• _ACTIVITY_
For this exercise, repeat each entry exactly as written.

Dataset entries:
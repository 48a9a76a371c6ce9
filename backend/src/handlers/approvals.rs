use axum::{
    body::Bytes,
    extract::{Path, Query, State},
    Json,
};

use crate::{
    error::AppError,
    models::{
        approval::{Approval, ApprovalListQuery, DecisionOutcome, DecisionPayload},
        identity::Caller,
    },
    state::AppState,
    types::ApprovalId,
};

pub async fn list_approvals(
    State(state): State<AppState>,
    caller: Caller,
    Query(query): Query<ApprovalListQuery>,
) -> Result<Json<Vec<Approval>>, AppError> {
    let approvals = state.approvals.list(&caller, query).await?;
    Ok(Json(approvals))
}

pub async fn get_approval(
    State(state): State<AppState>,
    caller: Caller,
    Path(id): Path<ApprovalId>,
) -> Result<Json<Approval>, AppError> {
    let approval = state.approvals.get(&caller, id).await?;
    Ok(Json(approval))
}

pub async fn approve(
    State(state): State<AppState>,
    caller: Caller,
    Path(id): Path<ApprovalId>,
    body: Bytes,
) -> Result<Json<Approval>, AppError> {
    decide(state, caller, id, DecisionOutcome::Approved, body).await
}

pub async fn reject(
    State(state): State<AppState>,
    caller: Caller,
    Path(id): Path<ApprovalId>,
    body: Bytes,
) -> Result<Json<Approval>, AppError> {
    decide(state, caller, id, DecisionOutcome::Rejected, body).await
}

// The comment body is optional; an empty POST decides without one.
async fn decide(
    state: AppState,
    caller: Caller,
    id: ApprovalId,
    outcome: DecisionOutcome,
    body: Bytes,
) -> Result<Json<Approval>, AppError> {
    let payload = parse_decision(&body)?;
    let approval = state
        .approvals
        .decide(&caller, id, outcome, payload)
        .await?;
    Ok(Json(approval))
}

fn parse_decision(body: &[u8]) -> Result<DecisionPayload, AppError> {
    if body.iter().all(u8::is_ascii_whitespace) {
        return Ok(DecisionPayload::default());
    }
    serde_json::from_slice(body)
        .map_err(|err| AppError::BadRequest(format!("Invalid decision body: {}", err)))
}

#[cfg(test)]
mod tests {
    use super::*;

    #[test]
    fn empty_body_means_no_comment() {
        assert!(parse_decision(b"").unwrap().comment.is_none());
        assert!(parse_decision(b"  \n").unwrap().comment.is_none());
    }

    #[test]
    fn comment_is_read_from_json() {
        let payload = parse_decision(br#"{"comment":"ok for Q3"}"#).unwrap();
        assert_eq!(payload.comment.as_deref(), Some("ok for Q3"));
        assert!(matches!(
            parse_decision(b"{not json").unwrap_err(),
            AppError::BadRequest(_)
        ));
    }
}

• _EXPECTED OUTPUT_
repository 48a9a76a371c6ce9
filename backend/src/handlers/approvals.rs
use axum::{
    body::Bytes,
    extract::{Path, Query, State},
    Json,
};

use crate::{
    error::AppError,
    models::{
        approval::{Approval, ApprovalListQuery, DecisionOutcome, DecisionPayload},
        identity::Caller,
    },
    state::AppState,
    types::ApprovalId,
};

pub async fn list_approvals(
    State(state): State<AppState>,
    caller: Caller,
    Query(query): Query<ApprovalListQuery>,
) -> Result<Json<Vec<Approval>>, AppError> {
    let approvals = state.approvals.list(&caller, query).await?;
    Ok(Json(approvals))
}

pub async fn get_approval(
    State(state): State<AppState>,
    caller: Caller,
    Path(id): Path<ApprovalId>,
) -> Result<Json<Approval>, AppError> {
    let approval = state.approvals.get(&caller, id).await?;
    Ok(Json(approval))
}

pub async fn approve(
    State(state): State<AppState>,
    caller: Caller,
    Path(id): Path<ApprovalId>,
    body: Bytes,
) -> Result<Json<Approval>, AppError> {
    decide(state, caller, id, DecisionOutcome::Approved, body).await
}

pub async fn reject(
    State(state): State<AppState>,
    caller: Caller,
    Path(id): Path<ApprovalId>,
    body: Bytes,
) -> Result<Json<Approval>, AppError> {
    decide(state, caller, id, DecisionOutcome::Rejected, body).await
}

// The comment body is optional; an empty POST decides without one.
async fn decide(
    state: AppState,
    caller: Caller,
    id: ApprovalId,
    outcome: DecisionOutcome,
    body: Bytes,
) -> Result<Json<Approval>, AppError> {
    let payload = parse_decision(&body)?;
    let approval = state
        .approvals
        .decide(&caller, id, outcome, payload)
        .await?;
    Ok(Json(approval))
}

fn parse_decision(body: &[u8]) -> Result<DecisionPayload, AppError> {
    if body.iter().all(u8::is_ascii_whitespace) {
        return Ok(DecisionPayload::default());
    }
    serde_json::from_slice(body)
        .map_err(|err| AppError::BadRequest(format!("Invalid decision body: {}", err)))
}

#[cfg(test)]
mod tests {
    use super::*;

    #[test]
    fn empty_body_means_no_comment() {
        assert!(parse_decision(b"").unwrap().comment.is_none());
        assert!(parse_decision(b"  \n").unwrap().comment.is_none());
    }

    #[test]
    fn comment_is_read_from_json() {
        let payload = parse_decision(br#"{"comment":"ok for Q3"}"#).unwrap();
        assert_eq!(payload.comment.as_deref(), Some("ok for Q3"));
        assert!(matches!(
            parse_decision(b"{not json").unwrap_err(),
            AppError::BadRequest(_)
        ));
    }
}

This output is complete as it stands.